For young tech companies on the continent looking to raise later, and larger, rounds, it’s not an encouraging picture. This brings us to our first question:

What’s driving the declines?

It’s not just in Africa that venture capital is slowing, of course. Since venture declines are tied to macroeconomic factors dripping down from public markets, it’s a global phenomenon, and more developed markets such as Europe and the U.S. haven’t been spared. But there are reasons to think that emerging markets have it worse.

Why? Because when there’s a slowdown, venture funds tend to concentrate on their home turf. For instance, there seems to be less cross-region flow from the U.S. into other countries, such as China and India. Which is inherently bad news for markets that heavily depend on this type of cross-border investments, which is very much the case of Africa.

As TechCrunch’s Tage Kene Okafor wrote in early 2023, when looking at Africa’s venture results from last year:

[Dario Giuliani, founder and director of Briter Bridges] argues that while all metrics grew, from the number of deals to exits and new international investors to new local early-stage investors, the weight of mega deals over total funding and the fact that they mostly come from American, non-Africa-focused investors has created some dependency on overseas capital. “Though at the same time, it can open up opportunities for local funds to earn ground and enter better deals,” he added.

That’s not to say that foreign venture funds have completely lost interest in investing fresh money into African startups.

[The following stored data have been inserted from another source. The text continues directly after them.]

//! `web-sys` backing for the page traits.

use gloo_timers::callback::Timeout;
use log::warn;
use wasm_bindgen::closure::Closure;
use wasm_bindgen::{JsCast, JsValue};
use web_sys::js_sys::{Array, Reflect};
use web_sys::{
    Document, HtmlElement, IntersectionObserver, IntersectionObserverEntry,
    IntersectionObserverInit, MouseEvent, ScrollBehavior, ScrollToOptions, Window,
};

use crate::dom::{
    Click, ClickHandler, Element, Handler, Intersection, IntersectionCallback, ObserverOptions,
    Page, Rect, Submit, SubmitHandler, ViewportObserver,
};
use crate::error::SiteError;
use crate::schedule::{Scheduler, TaskHandle};

#[derive(Clone)]
pub struct WebPage {
    window: Window,
    document: Document,
}

impl WebPage {
    pub fn new() -> Result<Self, SiteError> {
        let window = web_sys::window().ok_or(SiteError::MissingWindow)?;
        let document = window.document().ok_or(SiteError::MissingDocument)?;
        Ok(Self { window, document })
    }

    /// Runs `f` once the document has been parsed.
    pub fn when_ready(&self, f: impl FnOnce() + 'static) {
        if self.document.ready_state() != "loading" {
            f();
            return;
        }
        let callback = Closure::once(f);
        if let Err(e) = self
            .document
            .add_event_listener_with_callback("DOMContentLoaded", callback.as_ref().unchecked_ref())
        {
            warn!("Could not wait for DOMContentLoaded: {}", SiteError::from(e));
        }
        callback.forget();
    }

    /// Makes `f` callable as `window.<name>()` from inline markup.
    pub fn expose_global(&self, name: &str, f: fn()) -> Result<(), SiteError> {
        let callback = Closure::wrap(Box::new(f) as Box<dyn FnMut()>);
        Reflect::set(&self.window, &JsValue::from_str(name), callback.as_ref())?;
        callback.forget();
        Ok(())
    }

    fn listen(&self, target: &web_sys::EventTarget, kind: &str, callback: Closure<dyn FnMut(web_sys::Event)>) {
        if let Err(e) = target.add_event_listener_with_callback(kind, callback.as_ref().unchecked_ref()) {
            warn!("Could not listen for {}: {}", kind, SiteError::from(e));
        }
        callback.forget();
    }
}

fn click_from(event: &web_sys::Event) -> Click<WebElement> {
    let target = event
        .target()
        .and_then(|t| t.dyn_into::<web_sys::Element>().ok())
        .map(WebElement);
    match event.dyn_ref::<MouseEvent>() {
        Some(mouse) => Click::new(target, mouse.client_x() as f64, mouse.client_y() as f64),
        None => Click::new(target, 0.0, 0.0),
    }
}

fn click_closure(handler: ClickHandler<WebElement>) -> Closure<dyn FnMut(web_sys::Event)> {
    Closure::wrap(Box::new(move |event: web_sys::Event| {
        let click = click_from(&event);
        handler(&click);
        if click.default_prevented() {
            event.prevent_default();
        }
    }) as Box<dyn FnMut(web_sys::Event)>)
}

pub struct WebTask(Timeout);

impl TaskHandle for WebTask {
    fn cancel(self) {
        let _ = self.0.cancel();
    }

    fn detach(self) {
        self.0.forget();
    }
}

impl Scheduler for WebPage {
    type Task = WebTask;

    fn schedule(&self, delay_ms: u32, task: Box<dyn FnOnce()>) -> WebTask {
        WebTask(Timeout::new(delay_ms, task))
    }
}

impl Page for WebPage {
    type Element = WebElement;
    type Observer = WebObserver;

    fn query(&self, selector: &str) -> Option<WebElement> {
        self.document.query_selector(selector).ok().flatten().map(WebElement)
    }

    fn query_all(&self, selector: &str) -> Vec<WebElement> {
        let Ok(list) = self.document.query_selector_all(selector) else {
            warn!("Invalid selector: {}", selector);
            return Vec::new();
        };
        (0..list.length())
            .filter_map(|i| list.item(i))
            .filter_map(|node| node.dyn_into::<web_sys::Element>().ok())
            .map(WebElement)
            .collect()
    }

    fn element_by_id(&self, id: &str) -> Option<WebElement> {
        self.document.get_element_by_id(id).map(WebElement)
    }

    fn body(&self) -> Option<WebElement> {
        self.document.body().map(|body| WebElement(body.into()))
    }

    fn create_element(&self, tag: &str) -> Result<WebElement, SiteError> {
        Ok(WebElement(self.document.create_element(tag)?))
    }

    fn scroll_y(&self) -> f64 {
        self.window.scroll_y().unwrap_or(0.0)
    }

    fn smooth_scroll_to(&self, top: f64) {
        let options = ScrollToOptions::new();
        options.set_top(top);
        options.set_behavior(ScrollBehavior::Smooth);
        self.window.scroll_to_with_scroll_to_options(&options);
    }

    fn open_in_new_context(&self, url: &str) {
        if let Err(e) = self.window.open_with_url_and_target(url, "_blank") {
            warn!("Could not open {}: {}", url, SiteError::from(e));
        }
    }

    fn create_observer(
        &self,
        options: &ObserverOptions,
        callback: IntersectionCallback<WebElement, WebObserver>,
    ) -> Result<WebObserver, SiteError> {
        let init = IntersectionObserverInit::new();
        init.set_threshold(&JsValue::from_f64(options.threshold));
        init.set_root_margin(&options.root_margin);

        let closure = Closure::wrap(Box::new(move |entries: Array, observer: IntersectionObserver| {
            let batch: Vec<Intersection<WebElement>> = entries
                .iter()
                .filter_map(|entry| entry.dyn_into::<IntersectionObserverEntry>().ok())
                .map(|entry| Intersection {
                    target: WebElement(entry.target()),
                    is_intersecting: entry.is_intersecting(),
                })
                .collect();
            callback(&batch, &WebObserver(observer));
        }) as Box<dyn FnMut(Array, IntersectionObserver)>);

        let observer = IntersectionObserver::new_with_options(closure.as_ref().unchecked_ref(), &init)?;
        closure.forget();
        Ok(WebObserver(observer))
    }

    fn on_click(&self, target: &WebElement, handler: ClickHandler<WebElement>) {
        self.listen(&target.0, "click", click_closure(handler));
    }

    fn on_document_click(&self, handler: ClickHandler<WebElement>) {
        self.listen(&self.document, "click", click_closure(handler));
    }

    fn on_submit(&self, target: &WebElement, handler: SubmitHandler) {
        let callback = Closure::wrap(Box::new(move |event: web_sys::Event| {
            let submit = Submit::default();
            handler(&submit);
            if submit.default_prevented() {
                event.prevent_default();
            }
        }) as Box<dyn FnMut(web_sys::Event)>);
        self.listen(&target.0, "submit", callback);
    }

    fn on_scroll(&self, handler: Handler) {
        let callback = Closure::wrap(Box::new(move |_: web_sys::Event| handler())
            as Box<dyn FnMut(web_sys::Event)>);
        self.listen(&self.window, "scroll", callback);
    }
}

pub struct WebObserver(IntersectionObserver);

impl ViewportObserver<WebElement> for WebObserver {
    fn observe(&self, element: &WebElement) {
        self.0.observe(&element.0);
    }

    fn unobserve(&self, element: &WebElement) {
        self.0.unobserve(&element.0);
    }
}

#[derive(Clone, Debug, PartialEq)]
pub struct WebElement(web_sys::Element);

impl WebElement {
    fn html(&self) -> Option<&HtmlElement> {
        self.0.dyn_ref::<HtmlElement>()
    }
}

impl Element for WebElement {
    fn add_class(&self, class: &str) {
        let _ = self.0.class_list().add_1(class);
    }

    fn remove_class(&self, class: &str) {
        let _ = self.0.class_list().remove_1(class);
    }

    fn has_class(&self, class: &str) -> bool {
        self.0.class_list().contains(class)
    }

    fn attribute(&self, name: &str) -> Option<String> {
        self.0.get_attribute(name)
    }

    fn set_attribute(&self, name: &str, value: &str) {
        let _ = self.0.set_attribute(name, value);
    }

    fn text(&self) -> Option<String> {
        self.0.text_content()
    }

    fn set_text(&self, text: &str) {
        self.0.set_text_content(Some(text));
    }

    fn set_style(&self, property: &str, value: &str) {
        if let Some(html) = self.html() {
            let _ = html.style().set_property(property, value);
        }
    }

    fn contains(&self, other: &Self) -> bool {
        let node: &web_sys::Node = &other.0;
        self.0.contains(Some(node))
    }

    fn offset_top(&self) -> f64 {
        self.html().map_or(0.0, |html| html.offset_top() as f64)
    }

    fn offset_height(&self) -> f64 {
        self.html().map_or(0.0, |html| html.offset_height() as f64)
    }

    fn bounding_rect(&self) -> Rect {
        let rect = self.0.get_bounding_client_rect();
        Rect {
            left: rect.left(),
            top: rect.top(),
            width: rect.width(),
            height: rect.height(),
        }
    }

    fn append_child(&self, child: &Self) {
        let _ = self.0.append_child(&child.0);
    }

    fn remove(&self) {
        self.0.remove();
    }
}
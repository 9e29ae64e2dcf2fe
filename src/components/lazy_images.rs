use std::rc::Rc;

use log::{debug, warn};

use crate::dom::{Element, Intersection, ObserverOptions, Page, ViewportObserver};

pub const LAZY_SELECTOR: &str = "img[data-src]";
pub const LOADED_CLASS: &str = "loaded";

fn load<E: Element>(image: &E) {
    if let Some(src) = image.attribute("data-src") {
        image.set_attribute("src", &src);
    }
    image.add_class(LOADED_CLASS);
}

pub fn on_intersections<E, O>(entries: &[Intersection<E>], observer: &O)
where
    E: Element,
    O: ViewportObserver<E>,
{
    for entry in entries.iter().filter(|entry| entry.is_intersecting) {
        load(&entry.target);
        observer.unobserve(&entry.target);
    }
}

/// Starts deferred loading for the images present right now.
/// Returns `None` when the page has no deferred images.
pub fn init<P: Page>(page: &P) -> Option<P::Observer> {
    let images = page.query_all(LAZY_SELECTOR);
    if images.is_empty() {
        debug!("No deferred images on page");
        return None;
    }

    let callback = Rc::new(|entries: &[Intersection<P::Element>], observer: &P::Observer| {
        on_intersections(entries, observer)
    });
    let observer = match page.create_observer(&ObserverOptions::default(), callback) {
        Ok(observer) => observer,
        Err(e) => {
            warn!("Lazy loading disabled: {}", e);
            return None;
        }
    };

    for image in &images {
        observer.observe(image);
    }
    Some(observer)
}
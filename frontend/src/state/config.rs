use crate::config::{self, RuntimeConfig};
use leptos::*;

#[derive(Clone, Debug, Default, PartialEq)]
pub struct ConfigState {
    pub runtime: RuntimeConfig,
}

impl ConfigState {
    pub fn title(&self) -> String {
        self.runtime.title()
    }
}

pub fn use_config() -> (ReadSignal<ConfigState>, WriteSignal<ConfigState>) {
    match use_context::<(ReadSignal<ConfigState>, WriteSignal<ConfigState>)>() {
        Some(ctx) => ctx,
        None => {
            let (read, write) = create_signal(ConfigState {
                runtime: config::current(),
            });
            provide_context((read, write));
            (read, write)
        }
    }
}

pub async fn refresh_runtime_config(set_state: WriteSignal<ConfigState>) {
    let runtime = config::init().await;
    set_state.update(|s| s.runtime = runtime);
}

Over the last few weeks, we learned of Verod-Kepple’s new pan-African fund, backed by Japanese investors; of Partech’s second African fund, whose anchor investor is KfW, the German Development Bank; and of the U.S International Development Finance Corporation’s $25 million investment into Novastar Ventures’ new fund, among others.

While it is reassuring to see new foreign dollars get committed to the continent, that reliance remains problematic. If Africa’s startup scene was more able to rely more on domestic funds, it might prove more durable in the long term — but that won’t happen without a steady stream of exits.

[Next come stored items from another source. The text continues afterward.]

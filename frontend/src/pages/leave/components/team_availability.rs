use crate::pages::leave::{
    repository::{TeamMemberAvailability, DAYS_PER_WEEK},
    utils::avatar_classes,
};
use leptos::*;

#[component]
pub fn TeamAvailabilityStrip(
    month_label: &'static str,
    week_labels: [String; DAYS_PER_WEEK],
    team: Vec<TeamMemberAvailability>,
) -> impl IntoView {
    view! {
        <div class="bg-surface-elevated shadow rounded-lg p-6 space-y-4">
            <div class="flex items-center justify-between">
                <div class="flex items-center gap-2">
                    <i class="fas fa-calendar-days text-action-primary-bg"></i>
                    <h3 class="text-base font-semibold text-fg">{"Team Availability"}</h3>
                </div>
                <div class="flex items-center gap-1">
                    <button type="button" class="p-1 rounded text-fg hover:bg-action-ghost-bg-hover" aria-label="Previous month">
                        <i class="fas fa-chevron-left"></i>
                    </button>
                    <span class="text-sm font-semibold text-fg" data-testid="month-label">{month_label}</span>
                    <button type="button" class="p-1 rounded text-fg hover:bg-action-ghost-bg-hover" aria-label="Next month">
                        <i class="fas fa-chevron-right"></i>
                    </button>
                </div>
            </div>
            <div class="overflow-x-auto">
                <div class="grid grid-cols-[2fr_repeat(5,1fr)] gap-2 text-xs font-medium text-fg-muted min-w-[26rem]">
                    <span>{"Team Member"}</span>
                    {week_labels
                        .into_iter()
                        .map(|label| view! { <span class="text-center">{label}</span> })
                        .collect_view()}
                </div>
                <ul class="space-y-2 mt-2 min-w-[26rem]">
                    {team
                        .into_iter()
                        .map(|member| view! { <MemberRow member={member} /> })
                        .collect_view()}
                </ul>
            </div>
        </div>
    }
}

#[component]
fn MemberRow(member: TeamMemberAvailability) -> impl IntoView {
    view! {
        <li class="grid grid-cols-[2fr_repeat(5,1fr)] gap-2 items-center" data-testid="team-member">
            <div class="flex items-center gap-3 min-w-0">
                <span
                    class=format!("w-9 h-9 flex items-center justify-center rounded-full text-xs font-bold {}", avatar_classes(&member.avatar_color))
                    data-testid="member-avatar"
                >
                    {member.initials}
                </span>
                <span class="text-sm text-fg truncate">{member.name}</span>
            </div>
            {member
                .day_markers
                .into_iter()
                .map(|marker| {
                    view! {
                        <span
                            class=format!("h-3 w-7 mx-auto rounded border {}", marker.classes())
                            title={marker.title()}
                            data-testid="day-marker"
                            data-away={marker.is_away().to_string()}
                        ></span>
                    }
                })
                .collect_view()}
        </li>
    }
}
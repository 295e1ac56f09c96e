use leptos::*;
use leptos_meta::provide_meta_context;
use leptos_router::*;

use crate::{pages::LeavePage, state::config};

pub const ROUTE_PATHS: &[&str] = &["/", "/leave"];

#[cfg(target_arch = "wasm32")]
pub fn mount_app() {
    mount_to_body(app_root);
}

pub fn app_root() -> impl IntoView {
    provide_meta_context();
    let (_, set_config) = config::use_config();

    create_effect(move |_| {
        spawn_local(async move {
            config::refresh_runtime_config(set_config).await;
        });
    });

    view! {
        <Router>
            <Routes>
                <Route path="/" view=LeavePage/>
                <Route path="/leave" view=LeavePage/>
            </Routes>
        </Router>
    }
}
pub mod ai_insight;
pub mod balances;
pub mod quick_apply;
pub mod recent_requests;
pub mod team_availability;

pub use ai_insight::AiInsightBanner;
pub use balances::BalancesSection;
pub use quick_apply::QuickApplyForm;
pub use recent_requests::RecentRequestsPanel;
pub use team_availability::TeamAvailabilityStrip;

This recipe has worked very well for Silicon Valley: build, sell and reinvest. The higher the sums involved, the better. At some point, Africa’s startup scene seemed on the right track to follow that path; but the fact that no new unicorns were minted in 2022 puts that trajectory into question.

What’s next?

That venture capital activity slowed down in Africa this year isn’t a surprise. What we’d like to know is whether investment will keep on falling quarter after quarter. If Q1 sets the tone, it wouldn’t be that bad; a return to pre-COVID levels would be a mere correction on a still-ascending curve in the long run.

If the downturn keeps on going, though, it will be particularly brutal for Africa’s startup scene. Unlike other regions, it would only have had a few years of ample capital and unicorn-minting mega-rounds. That’s not enough to build the type of virtuous circles we have seen in other places, with alumni moving on to found and fund a next wave of companies.

However, a downturn can also translate into exits. Talking to TechCrunch+ earlier this year, Ventures Platform general partner Kola Aina said Africa’s 2023 context could result in “opportunities for corporate buyers with strong balance sheets to acquire startups.”

The price tag of these opportunistic M&As is obviously lower than for an IPO or an acquisition under better circumstances; but if it can keep the ball rolling, it gives us reasons to stay hopeful about Africa’s ability to sustain its startup scene until macro conditions improve.

Another encouraging sign for 2023 has to do with where money is flowing, with several new funds dedicated to investing in African climate tech startups. “I hope this is the first of many funds that continue to follow in these footsteps because more capital, talent and innovation are needed to develop more holistic solutions to the challenges in the climate space,” Equator managing partner Nijhad Jamal said.